START Task input

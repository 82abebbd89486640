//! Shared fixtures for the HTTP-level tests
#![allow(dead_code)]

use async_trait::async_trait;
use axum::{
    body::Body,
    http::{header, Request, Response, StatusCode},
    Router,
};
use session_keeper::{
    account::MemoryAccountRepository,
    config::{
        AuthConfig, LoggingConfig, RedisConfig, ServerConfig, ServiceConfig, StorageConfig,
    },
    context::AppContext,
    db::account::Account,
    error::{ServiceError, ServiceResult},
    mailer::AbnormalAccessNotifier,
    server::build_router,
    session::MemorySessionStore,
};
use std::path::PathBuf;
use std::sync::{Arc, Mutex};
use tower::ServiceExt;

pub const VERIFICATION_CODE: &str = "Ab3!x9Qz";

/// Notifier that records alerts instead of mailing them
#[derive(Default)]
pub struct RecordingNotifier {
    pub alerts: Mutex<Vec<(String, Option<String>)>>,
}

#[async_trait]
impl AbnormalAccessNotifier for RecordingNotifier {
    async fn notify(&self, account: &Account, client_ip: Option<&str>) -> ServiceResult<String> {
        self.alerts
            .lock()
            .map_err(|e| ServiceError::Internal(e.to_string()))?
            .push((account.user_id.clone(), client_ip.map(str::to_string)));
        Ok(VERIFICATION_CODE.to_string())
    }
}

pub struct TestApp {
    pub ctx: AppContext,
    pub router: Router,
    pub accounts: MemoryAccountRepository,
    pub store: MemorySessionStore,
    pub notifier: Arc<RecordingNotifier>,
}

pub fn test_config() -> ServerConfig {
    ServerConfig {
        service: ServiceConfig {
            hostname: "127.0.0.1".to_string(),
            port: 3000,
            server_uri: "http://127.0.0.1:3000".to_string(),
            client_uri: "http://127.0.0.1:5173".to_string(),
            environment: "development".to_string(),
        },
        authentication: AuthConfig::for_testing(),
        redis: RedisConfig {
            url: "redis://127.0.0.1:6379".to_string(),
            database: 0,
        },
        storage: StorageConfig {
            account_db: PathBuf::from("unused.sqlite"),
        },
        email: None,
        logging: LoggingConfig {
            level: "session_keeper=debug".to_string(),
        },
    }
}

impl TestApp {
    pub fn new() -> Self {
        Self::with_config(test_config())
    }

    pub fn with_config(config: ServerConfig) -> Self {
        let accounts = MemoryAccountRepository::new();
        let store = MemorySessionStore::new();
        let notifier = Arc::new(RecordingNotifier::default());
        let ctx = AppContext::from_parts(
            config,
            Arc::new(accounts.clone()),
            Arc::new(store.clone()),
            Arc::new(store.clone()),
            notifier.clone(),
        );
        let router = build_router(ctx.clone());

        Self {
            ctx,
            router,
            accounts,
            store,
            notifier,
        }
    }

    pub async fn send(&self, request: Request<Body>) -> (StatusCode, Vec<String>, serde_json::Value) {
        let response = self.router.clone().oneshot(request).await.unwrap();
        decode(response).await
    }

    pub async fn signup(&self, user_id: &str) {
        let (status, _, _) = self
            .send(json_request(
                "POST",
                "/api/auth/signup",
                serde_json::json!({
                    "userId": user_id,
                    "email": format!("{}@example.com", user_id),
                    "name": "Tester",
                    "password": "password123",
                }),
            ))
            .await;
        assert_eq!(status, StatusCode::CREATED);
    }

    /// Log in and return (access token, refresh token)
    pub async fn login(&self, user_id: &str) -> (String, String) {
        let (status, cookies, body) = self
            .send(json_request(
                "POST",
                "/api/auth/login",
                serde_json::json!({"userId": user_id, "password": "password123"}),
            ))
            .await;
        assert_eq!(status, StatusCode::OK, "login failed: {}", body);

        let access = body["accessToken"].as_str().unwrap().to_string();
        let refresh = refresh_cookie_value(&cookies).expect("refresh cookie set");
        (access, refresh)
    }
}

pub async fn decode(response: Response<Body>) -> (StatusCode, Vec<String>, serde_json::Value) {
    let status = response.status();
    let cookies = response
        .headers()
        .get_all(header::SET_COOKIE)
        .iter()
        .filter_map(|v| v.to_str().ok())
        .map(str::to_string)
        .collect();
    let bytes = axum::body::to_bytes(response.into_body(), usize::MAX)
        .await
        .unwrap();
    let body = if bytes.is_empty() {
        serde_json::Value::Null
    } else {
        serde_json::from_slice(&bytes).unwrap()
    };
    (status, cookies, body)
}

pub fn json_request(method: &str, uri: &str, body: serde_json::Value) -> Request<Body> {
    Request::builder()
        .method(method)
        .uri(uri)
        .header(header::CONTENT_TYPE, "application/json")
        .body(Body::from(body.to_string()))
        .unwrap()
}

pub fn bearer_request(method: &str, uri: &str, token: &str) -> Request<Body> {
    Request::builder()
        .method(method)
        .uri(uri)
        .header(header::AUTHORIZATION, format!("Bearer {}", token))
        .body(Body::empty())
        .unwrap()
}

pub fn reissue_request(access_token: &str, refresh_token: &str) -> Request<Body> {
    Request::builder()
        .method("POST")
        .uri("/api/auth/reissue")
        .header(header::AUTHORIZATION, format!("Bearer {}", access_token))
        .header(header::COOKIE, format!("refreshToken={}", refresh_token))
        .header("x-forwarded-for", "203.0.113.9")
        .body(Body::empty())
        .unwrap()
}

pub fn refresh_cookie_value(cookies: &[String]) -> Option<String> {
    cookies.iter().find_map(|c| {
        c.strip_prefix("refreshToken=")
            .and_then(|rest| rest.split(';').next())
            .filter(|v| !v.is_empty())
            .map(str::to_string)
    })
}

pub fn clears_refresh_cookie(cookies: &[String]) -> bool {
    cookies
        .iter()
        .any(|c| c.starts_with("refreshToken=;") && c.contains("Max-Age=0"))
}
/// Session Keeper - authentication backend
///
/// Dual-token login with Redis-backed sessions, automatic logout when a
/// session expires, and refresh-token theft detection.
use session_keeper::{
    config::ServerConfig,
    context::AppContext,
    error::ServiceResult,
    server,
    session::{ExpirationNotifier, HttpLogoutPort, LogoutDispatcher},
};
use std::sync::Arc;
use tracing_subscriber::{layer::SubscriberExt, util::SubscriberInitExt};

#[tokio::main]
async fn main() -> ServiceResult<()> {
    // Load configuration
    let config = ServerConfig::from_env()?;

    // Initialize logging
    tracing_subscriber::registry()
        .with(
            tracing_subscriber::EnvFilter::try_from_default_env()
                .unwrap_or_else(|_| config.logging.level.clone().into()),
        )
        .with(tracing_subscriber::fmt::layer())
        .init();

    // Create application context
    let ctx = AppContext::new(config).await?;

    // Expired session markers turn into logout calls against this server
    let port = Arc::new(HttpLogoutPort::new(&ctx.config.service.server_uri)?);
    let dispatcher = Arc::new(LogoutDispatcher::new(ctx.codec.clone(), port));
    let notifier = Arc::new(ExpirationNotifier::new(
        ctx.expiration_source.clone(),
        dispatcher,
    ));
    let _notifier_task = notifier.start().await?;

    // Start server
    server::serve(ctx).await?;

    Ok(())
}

END Task input

** Work order **
Go through the material line by line. Show each line that contains the string "format".

** Answer to the exercise **
                    "email": format!("{}@example.com", user_id),
        .header(header::AUTHORIZATION, format!("Bearer {}", token))
        .header(header::AUTHORIZATION, format!("Bearer {}", access_token))
        .header(header::COOKIE, format!("refreshToken={}", refresh_token))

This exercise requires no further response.